- Title card
- Directed by: Charles M. Jones
- Story by: Michael Maltese
- Starring: Mel Blanc Paul Julian (uncredited)
- Music by: Carl Stalling
- Animation by: Ken Harris Phil Monroe Ben Washam Lloyd Vaughan A.C. Gamer (effects animation)
- Layouts by: Robert Gribbroek
- Backgrounds by: Peter Alvarado
- Color process: Technicolor
- Production company: Warner Bros. Cartoons
- Distributed by: Warner Bros. Pictures The Vitaphone Corporation
- Release date: September 17, 1949;
- Running time: 7:07
- Language: English

= Fast and Furry-ous =

1949 animated short film by Chuck Jones

Fast and Furry-ous is a 1949 Warner Bros. Looney Tunes cartoon, directed by Chuck Jones and written by Michael Maltese. The short was released on September 17, 1949, and stars Wile E. Coyote and the Road Runner, in their debut.

This was the debut of the Coyote/Road Runner pairing and set the template for the series, in which Wile E. Coyote (here given the mock genus/species name in faux-Latin Carnivorous Vulgaris) tries to catch the Road Runner (Accelleratii Incredibus) through many traps, plans and products.

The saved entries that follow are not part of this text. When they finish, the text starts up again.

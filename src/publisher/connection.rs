//! Session lifecycle: connect, disconnect and reconnect
//!
//! A [`Session`] is the only owner of a transport link. Disconnecting takes
//! the link out of the session before closing it, so a second disconnect (or
//! a disconnect after a failure already tore the link down) has nothing left
//! to close.

use crate::connection_span;
use crate::error::PublishError;
use crate::transport::{BrokerTarget, Link, TlsMode, Transport, TransportError};
use chrono::{DateTime, Utc};
use std::time::Instant;
use tracing::{debug, info, warn, Instrument};

/// Lifecycle state of a session
#[derive(Debug, Clone, Copy, PartialEq, Eq)]
pub enum SessionState {
    Disconnected,
    Connecting,
    Connected,
    /// The link died underneath us; `disconnect` still has to release it
    Failed,
}

/// One authenticated session with the broker
pub struct Session<L: Link> {
    pub host: String,
    pub port: u16,
    pub tls: bool,
    pub username: String,
    state: SessionState,
    link: Option<L>,
    connected_at: Option<DateTime<Utc>>,
}

impl<L: Link> Session<L> {
    pub fn state(&self) -> SessionState {
        self.state
    }

    pub fn is_connected(&self) -> bool {
        self.state == SessionState::Connected && self.link.is_some()
    }

    pub fn connected_at(&self) -> Option<DateTime<Utc>> {
        self.connected_at
    }

    /// Link for the in-flight publish, if the session still has one
    pub fn link_mut(&mut self) -> Option<&mut L> {
        self.link.as_mut()
    }

    /// Close and drop the link, leaving the session disconnected
    pub(crate) async fn release(&mut self) {
        if let Some(mut link) = self.link.take() {
            link.close().await;
        }
        if self.state != SessionState::Disconnected {
            transition(&self.host, self.state, SessionState::Disconnected);
            self.state = SessionState::Disconnected;
        }
        self.connected_at = None;
    }

    pub(crate) fn mark_failed(&mut self) {
        if self.state != SessionState::Disconnected {
            transition(&self.host, self.state, SessionState::Failed);
            self.state = SessionState::Failed;
        }
    }
}

impl<L: Link> std::fmt::Debug for Session<L> {
    fn fmt(&self, f: &mut std::fmt::Formatter<'_>) -> std::fmt::Result {
        f.debug_struct("Session")
            .field("host", &self.host)
            .field("port", &self.port)
            .field("tls", &self.tls)
            .field("username", &self.username)
            .field("state", &self.state)
            .field("has_link", &self.link.is_some())
            .field("connected_at", &self.connected_at)
            .finish()
    }
}

fn transition(host: &str, from: SessionState, to: SessionState) {
    match to {
        SessionState::Failed => warn!(host, "Session state: {:?} -> {:?}", from, to),
        SessionState::Connected => info!(host, "Session state: {:?} -> {:?}", from, to),
        _ => debug!(host, "Session state: {:?} -> {:?}", from, to),
    }
}

/// Opens and releases sessions against one broker target
pub struct ConnectionManager<T: Transport> {
    transport: T,
    target: BrokerTarget,
}

impl<T: Transport> ConnectionManager<T> {
    pub fn new(transport: T, target: BrokerTarget) -> Self {
        Self { transport, target }
    }

    pub fn target(&self) -> &BrokerTarget {
        &self.target
    }

    pub fn transport(&self) -> &T {
        &self.transport
    }

    /// Open an authenticated session
    ///
    /// TCP connect, TLS handshake and CONNACK together must finish within
    /// the target's connect timeout, otherwise the attempt fails as a
    /// network error.
    pub async fn connect(&self) -> Result<Session<T::Link>, PublishError> {
        let target = &self.target;
        let span = connection_span!(host = %target.host, port = target.port);

        async {
            transition(
                &target.host,
                SessionState::Disconnected,
                SessionState::Connecting,
            );
            let started = Instant::now();

            let opened = tokio::time::timeout(target.connect_timeout, self.transport.open(target))
                .await
                .map_err(|_| {
                    PublishError::network(
                        &target.host,
                        format!("connect timed out after {:?}", target.connect_timeout),
                    )
                })?;

            let link = opened.map_err(|e| self.connect_error(e))?;
            transition(&target.host, SessionState::Connecting, SessionState::Connected);
            debug!(elapsed = ?started.elapsed(), "Broker accepted session");

            Ok::<_, PublishError>(Session {
                host: target.host.clone(),
                port: target.port,
                tls: target.tls != TlsMode::Disabled,
                username: target.username().to_string(),
                state: SessionState::Connected,
                link: Some(link),
                connected_at: Some(Utc::now()),
            })
        }
        .instrument(span)
        .await
    }

    /// Release the session's transport; safe to call any number of times
    pub async fn disconnect(&self, session: &mut Session<T::Link>) {
        session.release().await;
    }

    /// Drop the current link and open a fresh one in its place
    pub async fn reconnect(&self, session: &mut Session<T::Link>) -> Result<(), PublishError> {
        self.disconnect(session).await;
        let fresh = self.connect().await?;
        *session = fresh;
        Ok(())
    }

    fn connect_error(&self, error: TransportError) -> PublishError {
        let host = &self.target.host;
        let error = match error {
            TransportError::Auth(reason) => {
                PublishError::auth(host, self.target.username(), reason)
            }
            TransportError::Tls(reason) => PublishError::tls(host, reason),
            TransportError::Network(reason) | TransportError::Closed(reason) => {
                PublishError::network(host, reason)
            }
            TransportError::Refused(reason) => PublishError::connect_refused(host, reason),
        };
        warn!(host = %host, error = %error, "Connect attempt failed");
        error
    }
}

#[cfg(test)]
mod tests {
    use super::*;
    use crate::config::Credentials;
    use crate::testing::{ConnectBehavior, MockTransport};

    fn target() -> BrokerTarget {
        BrokerTarget::new("stub.local", 1883).with_credentials(Credentials::new("acct", "key"))
    }

    #[tokio::test]
    async fn test_connect_then_disconnect_releases_transport() {
        let transport = MockTransport::new();
        let stats = transport.stats();
        let manager = ConnectionManager::new(transport, target());

        let mut session = manager.connect().await.unwrap();
        assert!(session.is_connected());
        assert_eq!(session.username, "acct");
        assert!(session.connected_at().is_some());

        manager.disconnect(&mut session).await;
        assert_eq!(session.state(), SessionState::Disconnected);
        assert_eq!(stats.opens(), 1);
        assert_eq!(stats.closes(), 1);
        assert_eq!(stats.open_links(), 0);
    }

    #[tokio::test]
    async fn test_disconnect_is_idempotent() {
        let transport = MockTransport::new();
        let stats = transport.stats();
        let manager = ConnectionManager::new(transport, target());

        let mut session = manager.connect().await.unwrap();
        manager.disconnect(&mut session).await;
        manager.disconnect(&mut session).await;

        assert_eq!(stats.closes(), 1);
        assert!(!session.is_connected());
    }

    #[tokio::test]
    async fn test_connect_maps_auth_failure() {
        let transport = MockTransport::new().with_fallback(ConnectBehavior::RejectCredentials);
        let stats = transport.stats();
        let manager = ConnectionManager::new(transport, target());

        let error = manager.connect().await.unwrap_err();
        assert!(matches!(
            error,
            PublishError::Auth { ref username, .. } if username == "acct"
        ));
        assert_eq!(stats.open_links(), 0);
    }

    #[tokio::test]
    async fn test_connect_maps_tls_and_network_failures() {
        let transport = MockTransport::new()
            .then_connect(ConnectBehavior::TlsFailure)
            .then_connect(ConnectBehavior::Unreachable);
        let manager = ConnectionManager::new(transport, target());

        assert!(matches!(
            manager.connect().await.unwrap_err(),
            PublishError::Tls { .. }
        ));
        assert!(matches!(
            manager.connect().await.unwrap_err(),
            PublishError::Network { .. }
        ));
    }

    #[tokio::test]
    async fn test_connect_refusal_is_terminal() {
        let transport = MockTransport::new()
            .with_fallback(ConnectBehavior::Refuse("UnsupportedProtocolVersion".to_string()));
        let manager = ConnectionManager::new(transport, target());

        let error = manager.connect().await.unwrap_err();
        assert!(matches!(
            error,
            PublishError::ConnectRefused { ref reason, .. }
                if reason == "UnsupportedProtocolVersion"
        ));
        assert!(!error.is_transient());
        assert_eq!(manager.transport().stats().opens(), 0);
    }

    #[tokio::test(start_paused = true)]
    async fn test_connect_timeout_is_network_error() {
        let transport = MockTransport::new().with_fallback(ConnectBehavior::Hang);
        let target = target().with_connect_timeout(std::time::Duration::from_secs(3));
        let manager = ConnectionManager::new(transport, target);

        let started = tokio::time::Instant::now();
        let error = manager.connect().await.unwrap_err();
        assert!(matches!(error, PublishError::Network { .. }));
        assert_eq!(started.elapsed(), std::time::Duration::from_secs(3));
    }

    #[tokio::test]
    async fn test_reconnect_replaces_link() {
        let transport = MockTransport::new();
        let stats = transport.stats();
        let manager = ConnectionManager::new(transport, target());

        let mut session = manager.connect().await.unwrap();
        manager.reconnect(&mut session).await.unwrap();
        assert!(session.is_connected());
        assert_eq!(stats.opens(), 2);
        assert_eq!(manager.transport().stats().connect_attempts(), 2);
        assert_eq!(stats.closes(), 1);

        manager.disconnect(&mut session).await;
        assert_eq!(stats.open_links(), 0);
    }
}
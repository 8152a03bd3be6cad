//! Pure retry decisions for failed publish attempts
//!
//! Nothing here sleeps or performs I/O. The publisher feeds in the status of
//! the attempt that just failed together with the attempt number and elapsed
//! time, and acts on the returned [`RetryDecision`].

use super::PublishStatus;
use crate::config::RetrySection;
use rand::Rng;
use std::time::Duration;

/// Bounded exponential backoff with jitter
#[derive(Debug, Clone, PartialEq)]
pub struct RetryPolicy {
    /// Total attempts, the first one included
    pub max_attempts: u32,
    /// Budget measured from the start of the first attempt
    pub max_elapsed: Duration,
    pub initial_backoff: Duration,
    pub max_backoff: Duration,
    pub multiplier: f64,
    /// Fraction of each delay that is randomised, 0.0 to 1.0
    pub jitter: f64,
}

impl Default for RetryPolicy {
    fn default() -> Self {
        Self::from(&RetrySection::default())
    }
}

impl From<&RetrySection> for RetryPolicy {
    fn from(section: &RetrySection) -> Self {
        Self {
            max_attempts: section.max_attempts.max(1),
            max_elapsed: Duration::from_millis(section.max_elapsed_ms),
            initial_backoff: Duration::from_millis(section.initial_backoff_ms),
            max_backoff: Duration::from_millis(section.max_backoff_ms),
            multiplier: section.multiplier.max(1.0),
            jitter: section.jitter.clamp(0.0, 1.0),
        }
    }
}

/// What to do after a failed attempt
#[derive(Debug, Clone, Copy, PartialEq, Eq)]
pub enum RetryDecision {
    /// Wait `delay`, then make attempt number `attempt`
    Retry { attempt: u32, delay: Duration },
    GiveUp(GiveUpReason),
}

#[derive(Debug, Clone, Copy, PartialEq, Eq)]
pub enum GiveUpReason {
    /// The failure cannot be fixed by trying again
    NonTransient,
    MaxAttempts,
    /// The next attempt could not start inside the elapsed-time budget
    DeadlineExceeded,
}

impl RetryPolicy {
    /// Single attempt, no backoff
    pub fn no_retry() -> Self {
        Self {
            max_attempts: 1,
            ..Self::default()
        }
    }

    pub fn with_max_attempts(mut self, max_attempts: u32) -> Self {
        self.max_attempts = max_attempts.max(1);
        self
    }

    /// Backoff without randomisation, useful where timings must be exact
    pub fn without_jitter(mut self) -> Self {
        self.jitter = 0.0;
        self
    }

    /// Whether another attempt is allowed after `attempt` attempts ended in
    /// `status`, `elapsed` after the first one started
    pub fn should_retry(&self, status: PublishStatus, attempt: u32, elapsed: Duration) -> bool {
        status.is_transient() && attempt < self.max_attempts && elapsed < self.max_elapsed
    }

    /// Un-jittered delay before the attempt following `attempt`
    ///
    /// `initial * multiplier^(attempt - 1)`, capped at `max_backoff`.
    pub fn base_delay(&self, attempt: u32) -> Duration {
        let exponent = attempt.saturating_sub(1).min(i32::MAX as u32) as i32;
        let millis = self.initial_backoff.as_millis() as f64 * self.multiplier.powi(exponent);
        let cap = self.max_backoff.as_millis() as f64;

        if !millis.is_finite() || millis >= cap {
            self.max_backoff
        } else {
            Duration::from_millis(millis as u64)
        }
    }

    /// Jittered delay in `(base * (1 - jitter), base]`
    pub fn backoff_delay(&self, attempt: u32) -> Duration {
        let base = self.base_delay(attempt);
        if self.jitter <= 0.0 || base.is_zero() {
            return base;
        }

        let spread: f64 = rand::thread_rng().gen_range(0.0..self.jitter);
        Duration::from_millis((base.as_millis() as f64 * (1.0 - spread)) as u64)
    }

    /// Decide between another attempt and giving up
    pub fn decide(&self, status: PublishStatus, attempt: u32, elapsed: Duration) -> RetryDecision {
        if !status.is_transient() {
            return RetryDecision::GiveUp(GiveUpReason::NonTransient);
        }
        if attempt >= self.max_attempts {
            return RetryDecision::GiveUp(GiveUpReason::MaxAttempts);
        }
        if elapsed >= self.max_elapsed {
            return RetryDecision::GiveUp(GiveUpReason::DeadlineExceeded);
        }

        let delay = self.backoff_delay(attempt);
        if elapsed + delay >= self.max_elapsed {
            return RetryDecision::GiveUp(GiveUpReason::DeadlineExceeded);
        }

        RetryDecision::Retry {
            attempt: attempt + 1,
            delay,
        }
    }
}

In this first cartoon, not all of the products are yet made by ACME.

The title is a play on the expression "fast and furious".

== Plot ==
When Wile E. Coyote first tries to stab the Road Runner with a knife, he realizes he's not fast enough to outrun the Road Runner, therefore he comes up with an idea to trap the Road Runner using his wit, which was no match for Road Runner's speed and quick wit. After eleven more ideas fail, Coyote hears Road Runner's signature "beep beep" from afar and decides to ambush him head on with an axe, only to find out that it was the sound of a bus's horn. Road Runner is seen in the back of the bus and closes the curtain of the bus's rear window to end the cartoon.

== Reception ==
Warner Bros. writer and editor Charles Carney wrote
This initial outing created in seven minutes a timeless screen legend as durable as Charlie Chaplin, Buster Keaton and Oliver Hardy. Coyote's basic 'humanity' in simply following his instincts — with the help of an arsenal of devices that defy the laws of physics and momentum but always, eventually, yield to gravity — makes him a character of great sympathy... The would-be predator's imploring looks to the audience bring the humor from the cinematic to the personal.
 In 2021, Mark Wilson at Fast Company listed this one of the cartoons to watch before Space Jam: A New Legacy. Wilson states "Road Runner and Coyote went on to appear in dozens of shorts together, but my favorite gag is in this particular cartoon. Coyote paints a tunnel on the side of the mountain, hoping Road Runner will strike the rock by mistake," and mentions how the universe is "set up against him," due the fact that the Road Runner runs through as if no wall is there, while the Coyote doesn't.

== Home media ==
Fast and Furry-ous is available in its Blue Ribbon reissue on Looney Tunes Golden Collection: Volume 1, Looney Tunes Spotlight Collection: Volume 1, and Looney Tunes Platinum Collection: Volume 1 in 1080p resolution. It is also available on the "Road Runner Vs. Wile E. Coyote: The Classic Chase" VHS, the "Stars of Space Jam: Wile E. Coyote And Road Runner" VHS and DVD, and the "Road Runner Vs. Wile E. Coyote: If At First You Don't Succeed..." LaserDisc.